Government-imposed travel restrictions have kept most Americans out of Cuba for most of the past 50 years. Even after regulations were relaxed in 2011, people traveling from the United States must do so with licensed tour companies via chartered flights, and their visits must be educational and cultural in nature—no sunbathing, exploring without a guide, or participating in Cuba’s adventure-sport offerings like rafting, cycling, and scuba diving. (Americans traveling through other countries can get around these rules, but risk getting caught in Customs and answering to the U.S. government when they return home.)
Tom Popper, president of Insight Cuba, wanted to change that. His New York-based company has had great success providing tours under its existing “people-to-people” license, but—as a runner himself—Popper knew the Havana Marathon could offer visitors a unique and valuable perspective on the country and its people. “Runners typically share a bond right away, even if they don’t speak the same language,” Popper says. “We thought this would be a great way to get Americans side by side, literally, with Cubans and have a really meaningful interaction.”

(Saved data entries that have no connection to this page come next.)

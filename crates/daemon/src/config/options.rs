//! Option tables with deferred values
//!
//! An [`Options`] table maps names to either a stored JSON value or a
//! provider function. Providers run on every read and are never memoized, so
//! a provider that builds a fresh logger or client hands each reader its own.
//!
//! Tables are built once, before any job runs, and only read afterwards.

use std::collections::HashMap;
use std::fmt;
use std::sync::Arc;

use serde::de::DeserializeOwned;
use serde_json::{Map, Value};

use crate::error::ConfigurationError;

/// Construction arguments handed to factories (e.g. mapper arguments)
pub type Arguments = Map<String, Value>;

/// Deferred option value, evaluated on each read
pub type Provider = Arc<dyn Fn() -> Value + Send + Sync>;

/// A stored option
#[derive(Clone)]
pub enum OptionValue {
    Value(Value),
    Deferred(Provider),
}

impl OptionValue {
    /// Produce the value, calling the provider if deferred
    pub fn resolve(&self) -> Value {
        match self {
            Self::Value(value) => value.clone(),
            Self::Deferred(provider) => provider(),
        }
    }

    pub fn is_deferred(&self) -> bool {
        matches!(self, Self::Deferred(_))
    }
}

impl fmt::Debug for OptionValue {
    fn fmt(&self, f: &mut fmt::Formatter<'_>) -> fmt::Result {
        match self {
            Self::Value(value) => f.debug_tuple("Value").field(value).finish(),
            Self::Deferred(_) => f.write_str("Deferred(..)"),
        }
    }
}

impl From<Value> for OptionValue {
    fn from(value: Value) -> Self {
        Self::Value(value)
    }
}

/// `null`, `false` and `""` count as unset
pub fn is_unset(value: &Value) -> bool {
    match value {
        Value::Null | Value::Bool(false) => true,
        Value::String(s) => s.is_empty(),
        _ => false,
    }
}

/// Name -> value table
///
/// # Example
///
/// ```
/// use jobd_daemon::config::Options;
/// use serde_json::json;
///
/// let options = Options::new()
///     .with_option("threads", 5)
///     .with_deferred("started_at", || json!(chrono::Utc::now().to_rfc3339()));
///
/// assert_eq!(options.option("threads"), Some(json!(5)));
/// assert_eq!(options.option_or("missing", 20), json!(20));
/// assert!(options.require_option("queue_name").is_err());
/// ```
#[derive(Clone, Default)]
pub struct Options {
    values: HashMap<String, OptionValue>,
}

impl Options {
    pub fn new() -> Self {
        Self::default()
    }

    /// Store a value, overwriting any previous one
    pub fn set(&mut self, name: impl Into<String>, value: impl Into<Value>) {
        self.values
            .insert(name.into(), OptionValue::Value(value.into()));
    }

    /// Store a provider that is called on every read
    pub fn set_deferred<F>(&mut self, name: impl Into<String>, provider: F)
    where
        F: Fn() -> Value + Send + Sync + 'static,
    {
        self.values
            .insert(name.into(), OptionValue::Deferred(Arc::new(provider)));
    }

    /// Store every pair, in order
    pub fn set_multiple<I, K, V>(&mut self, options: I)
    where
        I: IntoIterator<Item = (K, V)>,
        K: Into<String>,
        V: Into<Value>,
    {
        for (name, value) in options {
            self.set(name, value);
        }
    }

    pub fn with_option(mut self, name: impl Into<String>, value: impl Into<Value>) -> Self {
        self.set(name, value);
        self
    }

    pub fn with_deferred<F>(mut self, name: impl Into<String>, provider: F) -> Self
    where
        F: Fn() -> Value + Send + Sync + 'static,
    {
        self.set_deferred(name, provider);
        self
    }

    /// Resolve an option
    pub fn option(&self, name: &str) -> Option<Value> {
        self.values.get(name).map(OptionValue::resolve)
    }

    /// Resolve an option, using `default` when it is absent or unset
    pub fn option_or(&self, name: &str, default: impl Into<Value>) -> Value {
        match self.option(name) {
            Some(value) if !is_unset(&value) => value,
            _ => default.into(),
        }
    }

    /// Resolve an option and deserialize it
    ///
    /// Returns `None` when the option is absent or has the wrong shape.
    pub fn get<T: DeserializeOwned>(&self, name: &str) -> Option<T> {
        self.option(name)
            .and_then(|value| serde_json::from_value(value).ok())
    }

    /// Resolve an option that must be set
    pub fn require_option(&self, name: &str) -> Result<Value, ConfigurationError> {
        match self.option(name) {
            Some(value) if !is_unset(&value) => Ok(value),
            _ => Err(ConfigurationError::MissingOption(name.to_string())),
        }
    }

    /// The raw stored entry, without resolving providers
    pub fn raw(&self, name: &str) -> Option<&OptionValue> {
        self.values.get(name)
    }

    pub fn contains(&self, name: &str) -> bool {
        self.values.contains_key(name)
    }

    pub fn len(&self) -> usize {
        self.values.len()
    }

    pub fn is_empty(&self) -> bool {
        self.values.is_empty()
    }

    pub fn names(&self) -> impl Iterator<Item = &str> {
        self.values.keys().map(|s| s.as_str())
    }
}

impl fmt::Debug for Options {
    fn fmt(&self, f: &mut fmt::Formatter<'_>) -> fmt::Result {
        f.debug_map().entries(self.values.iter()).finish()
    }
}

impl<K: Into<String>, V: Into<Value>> FromIterator<(K, V)> for Options {
    fn from_iter<I: IntoIterator<Item = (K, V)>>(iter: I) -> Self {
        let mut options = Options::new();
        options.set_multiple(iter);
        options
    }
}

/// Anything that owns an option table
///
/// Implementors get option lookups for free:
///
/// ```
/// use jobd_daemon::config::{Configurable, Options};
///
/// struct Poller {
///     options: Options,
/// }
///
/// impl Configurable for Poller {
///     fn options(&self) -> &Options {
///         &self.options
///     }
/// }
///
/// let poller = Poller { options: Options::new().with_option("queue_name", "jobs") };
/// assert_eq!(poller.require_option("queue_name").unwrap(), "jobs");
/// ```
pub trait Configurable {
    fn options(&self) -> &Options;

    fn option(&self, name: &str) -> Option<Value> {
        self.options().option(name)
    }

    fn option_or(&self, name: &str, default: impl Into<Value>) -> Value
    where
        Self: Sized,
    {
        self.options().option_or(name, default)
    }

    fn require_option(&self, name: &str) -> Result<Value, ConfigurationError> {
        self.options().require_option(name)
    }
}

/// Build a value from construction arguments
///
/// Unknown keys are ignored; missing keys use the type's serde defaults.
pub fn from_arguments<T: DeserializeOwned>(arguments: &Arguments) -> Result<T, ConfigurationError> {
    serde_json::from_value(Value::Object(arguments.clone()))
        .map_err(ConfigurationError::InvalidArguments)
}

#[cfg(test)]
mod tests {
    use super::*;
    use serde::Deserialize;
    use serde_json::json;
    use std::sync::atomic::{AtomicUsize, Ordering};

    struct Example {
        options: Options,
    }

    impl Configurable for Example {
        fn options(&self) -> &Options {
            &self.options
        }
    }

    #[test]
    fn test_set_option() {
        let mut options = Options::new();
        options.set("number", 10);

        assert!(matches!(options.raw("number"), Some(OptionValue::Value(v)) if v == &json!(10)));
    }

    #[test]
    fn test_set_overwrites() {
        let mut options = Options::new();
        options.set("number", 10);
        options.set("number", 20);

        assert_eq!(options.option("number"), Some(json!(20)));
        assert_eq!(options.len(), 1);
    }

    #[test]
    fn test_set_multiple() {
        let mut options = Options::new();
        options.set_multiple([("a", 10), ("b", 20)]);

        assert_eq!(options.option("a"), Some(json!(10)));
        assert_eq!(options.option("b"), Some(json!(20)));
    }

    #[test]
    fn test_instance_reads_option() {
        let instance = Example {
            options: Options::new().with_option("number", 10),
        };

        assert_eq!(instance.option("number"), Some(json!(10)));
    }

    #[test]
    fn test_option_with_default() {
        let instance = Example {
            options: Options::new().with_option("disabled", false),
        };

        assert_eq!(instance.option_or("number", 20), json!(20));
        assert_eq!(instance.option_or("disabled", 20), json!(20));
    }

    #[test]
    fn test_deferred_option_evaluated_on_every_read() {
        let counter = Arc::new(AtomicUsize::new(0));
        let calls = Arc::clone(&counter);
        let options = Options::new().with_deferred("dynamic", move || {
            json!(calls.fetch_add(1, Ordering::SeqCst))
        });

        let first = options.option("dynamic");
        let second = options.option("dynamic");

        assert_ne!(first, second);
        assert_eq!(counter.load(Ordering::SeqCst), 2);
    }

    #[test]
    fn test_deterministic_deferred_option() {
        let options = Options::new().with_deferred("fixed", || json!("same"));
        assert_eq!(options.option("fixed"), options.option("fixed"));
        assert!(options.raw("fixed").unwrap().is_deferred());
    }

    #[test]
    fn test_require_unset_option() {
        let instance = Example {
            options: Options::new().with_option("empty", ""),
        };

        assert!(matches!(
            instance.require_option("another_number"),
            Err(ConfigurationError::MissingOption(name)) if name == "another_number"
        ));
        assert!(instance.require_option("empty").is_err());
    }

    #[test]
    fn test_require_set_option() {
        let instance = Example {
            options: Options::new().with_option("another_number", 20),
        };

        assert_eq!(instance.require_option("another_number").unwrap(), json!(20));
    }

    #[test]
    fn test_typed_get() {
        let options = Options::new().with_option("threads", 4);

        assert_eq!(options.get::<usize>("threads"), Some(4));
        assert_eq!(options.get::<String>("threads"), None);
        assert_eq!(options.get::<usize>("missing"), None);
    }

    #[derive(Debug, Default, Deserialize, PartialEq)]
    #[serde(default)]
    struct Attributes {
        a: Option<i64>,
        b: Option<i64>,
    }

    #[test]
    fn test_from_arguments() {
        let arguments = json!({"a": 10, "b": 20, "unknown": true});
        let arguments = arguments.as_object().unwrap();

        let attributes: Attributes = from_arguments(arguments).unwrap();
        assert_eq!(attributes, Attributes { a: Some(10), b: Some(20) });

        let empty: Attributes = from_arguments(&Arguments::new()).unwrap();
        assert_eq!(empty, Attributes::default());
    }

    #[test]
    fn test_from_arguments_wrong_shape() {
        let arguments = json!({"a": "ten"});
        let result: Result<Attributes, _> = from_arguments(arguments.as_object().unwrap());

        assert!(matches!(result, Err(ConfigurationError::InvalidArguments(_))));
    }
}
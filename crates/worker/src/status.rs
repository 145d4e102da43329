// Status-check daemon
// Decision: One message per interval from an IntervalSource; a single context is enough
// Decision: Fetch failures are logged and the daemon keeps running

use std::time::Duration;

use async_trait::async_trait;
use jobd_daemon::config::Options;
use jobd_daemon::{
    Daemon, DaemonConfig, DaemonError, IntervalSource, JobError, Mapper, Worker, WrappedError,
};
use serde_json::{json, Value};
use tracing::{info, warn};

pub const DEFAULT_STATUS_URL: &str = "https://www.githubstatus.com/api/v2/status.json";
pub const DEFAULT_INTERVAL: Duration = Duration::from_secs(600);

// =============================================================================
// Configuration
// =============================================================================

/// What to check and how often
#[derive(Debug, Clone, PartialEq)]
pub struct StatusSettings {
    pub url: String,
    pub interval: Duration,
}

impl Default for StatusSettings {
    fn default() -> Self {
        Self {
            url: DEFAULT_STATUS_URL.to_string(),
            interval: DEFAULT_INTERVAL,
        }
    }
}

impl StatusSettings {
    /// Create settings from environment variables
    ///
    /// - `STATUS_URL`
    /// - `STATUS_INTERVAL_SECS`
    pub fn from_env() -> Self {
        let defaults = Self::default();

        let url = std::env::var("STATUS_URL")
            .ok()
            .filter(|s| !s.is_empty())
            .unwrap_or(defaults.url);

        let interval = std::env::var("STATUS_INTERVAL_SECS")
            .ok()
            .and_then(|s| s.parse::<u64>().ok())
            .filter(|secs| *secs > 0)
            .map(Duration::from_secs)
            .unwrap_or(defaults.interval);

        Self { url, interval }
    }

    /// Option table exposed by the daemon
    pub fn options(&self) -> Options {
        Options::new()
            .with_option("status_url", self.url.as_str())
            .with_option("interval", self.interval.as_secs())
    }
}

// =============================================================================
// Mapper
// =============================================================================

/// `{"url": ...}` in, status text out
#[derive(Debug, Default)]
pub struct StatusMapper;

impl Mapper for StatusMapper {
    type Message = Value;
    type Input = String;
    type Result = Value;
    type Output = String;

    fn map_input(&self, message: &Value) -> Result<String, WrappedError> {
        message["url"]
            .as_str()
            .filter(|url| !url.is_empty())
            .map(str::to_string)
            .ok_or_else(|| {
                WrappedError::new("message has no url")
                    .with_type("invalid_message")
                    .with_parameters(message.clone())
            })
    }

    fn map_output(&self, result: Value) -> Result<String, WrappedError> {
        status_text(&result).ok_or_else(|| {
            WrappedError::new("response has no status")
                .with_type("invalid_response")
                .with_parameters(result)
        })
    }
}

/// Accepts both `{"status": "good"}` and statuspage's
/// `{"status": {"indicator": "none", "description": "..."}}`
fn status_text(body: &Value) -> Option<String> {
    match &body["status"] {
        Value::String(status) => Some(status.clone()),
        Value::Object(status) => status
            .get("description")
            .or_else(|| status.get("indicator"))
            .and_then(Value::as_str)
            .map(str::to_string),
        _ => None,
    }
}

// =============================================================================
// Worker
// =============================================================================

/// Fetches one status document
pub struct StatusWorker {
    client: reqwest::Client,
    url: String,
}

impl StatusWorker {
    pub fn new(client: reqwest::Client, url: impl Into<String>) -> Self {
        Self {
            client,
            url: url.into(),
        }
    }

    fn http_error(&self, error: reqwest::Error) -> JobError {
        JobError::Worker(
            WrappedError::from_error(error, Some(json!({ "url": self.url }))).with_type("http"),
        )
    }
}

#[async_trait]
impl Worker for StatusWorker {
    type Output = Value;

    async fn process(&mut self) -> Result<Value, JobError> {
        let response = self
            .client
            .get(&self.url)
            .send()
            .await
            .and_then(reqwest::Response::error_for_status)
            .map_err(|e| self.http_error(e))?;

        response.json().await.map_err(|e| self.http_error(e))
    }

    fn extra_error_data(&self) -> Option<Value> {
        Some(json!({ "url": self.url }))
    }
}

// =============================================================================
// Daemon
// =============================================================================

/// Wire the status daemon
pub fn build_daemon(
    settings: &StatusSettings,
    config: DaemonConfig,
) -> Result<Daemon<StatusMapper, StatusWorker>, DaemonError> {
    let client = reqwest::Client::new();
    let url = settings.url.clone();

    Daemon::builder()
        .config(config)
        .options(settings.options())
        .source(IntervalSource::new(settings.interval, move || {
            json!({ "url": url })
        }))
        .mapper(|_| Ok(StatusMapper))
        .worker(move |url| StatusWorker::new(client.clone(), url))
        .after_initialize(|options| {
            options.require_option("status_url")?;
            Ok(())
        })
        .on_complete(|_, status, timing| {
            info!(
                status = %status,
                seconds = (timing.real() * 1000.0).round() / 1000.0,
                "Status retrieved"
            );
        })
        .on_error(|error, extra| {
            warn!(error = %error, extra = ?extra, "Status check failed");
            Ok(())
        })
        .build()
}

It took several years and a pilot attempt to start a marathon under the company’s people-to-people license, but Popper finally got his plan up and running with the approval of a brand-new amateur sports license, the first of its kind awarded to an American tour company. Under this license, Insight Cuba can take 156 race participants to Cuba—with options for four-day or eight-day excursions ranging from $2,495 to $4,395 per person—and he expects these slots to sell out quickly.
Popper hopes that this new license will also open up travel to Cuba for other fitness-related opportunities. “Provided the marathon is a success, a logical next step would be in the area of biking—this is something we will certainly explore,” he says, although he adds that when dealing with government-sanctioned travel, “nothing is ever guaranteed.”
Cuba isn’t the only country using amateur sports to strengthen international ties, either. This year was also the first time that North Korea’s Pyongyang Marathon, held in April, was open to non-professional athletes from other countries. For visitors who are otherwise required to have structured itineraries and constant supervision, the opportunity to essentially sightsee for 26 miles (albeit, on a specific course and surrounded by other runners) was unprecedented.
This may be an attempt by the North Korean government to increase tourism and bring new sources of revenue to the cash-strapped country, says Maria Toyoda, associate dean for global initiatives at Villanova University. It’s also likely a political message, meant for both domestic and international consumption. “I’m sure it was televised, and that there was a lot of coverage given to the fact that this was a prestige event that drew athletes from all over the world,” she says. “By showcasing foreigners that stand out among Korean athletes, they’re hoping to project a positive image of the country.”
The tour company Experience North Korea is already taking reservations its 2015 marathon package; they also offer a Pyongyang Golf Experience, as well. And while these may be the only formerly forbidden countries offering up marathon slots, others are opening their doors to other types of adventure travelers, as well: A quick Internet search shows plenty of opportunities for backpacking, skiing, and mountain biking in Iran, for example, or camping and scuba diving in Myanmar.
Of course, there are always risks when participating in physically demanding activities, and there are always dangers when traveling in unfamiliar countries; doing both together, then, requires careful preparation and, sometimes, a leap of faith. But speaking about the Havana Marathon specifically, Popper says it’s one of the safest and most well organized events he’s ever seen. And he believes that allowing Americans greater access to this type of travel will make for more rewarding, mutually beneficial experiences for everyone involved—locals and adventure tourists alike.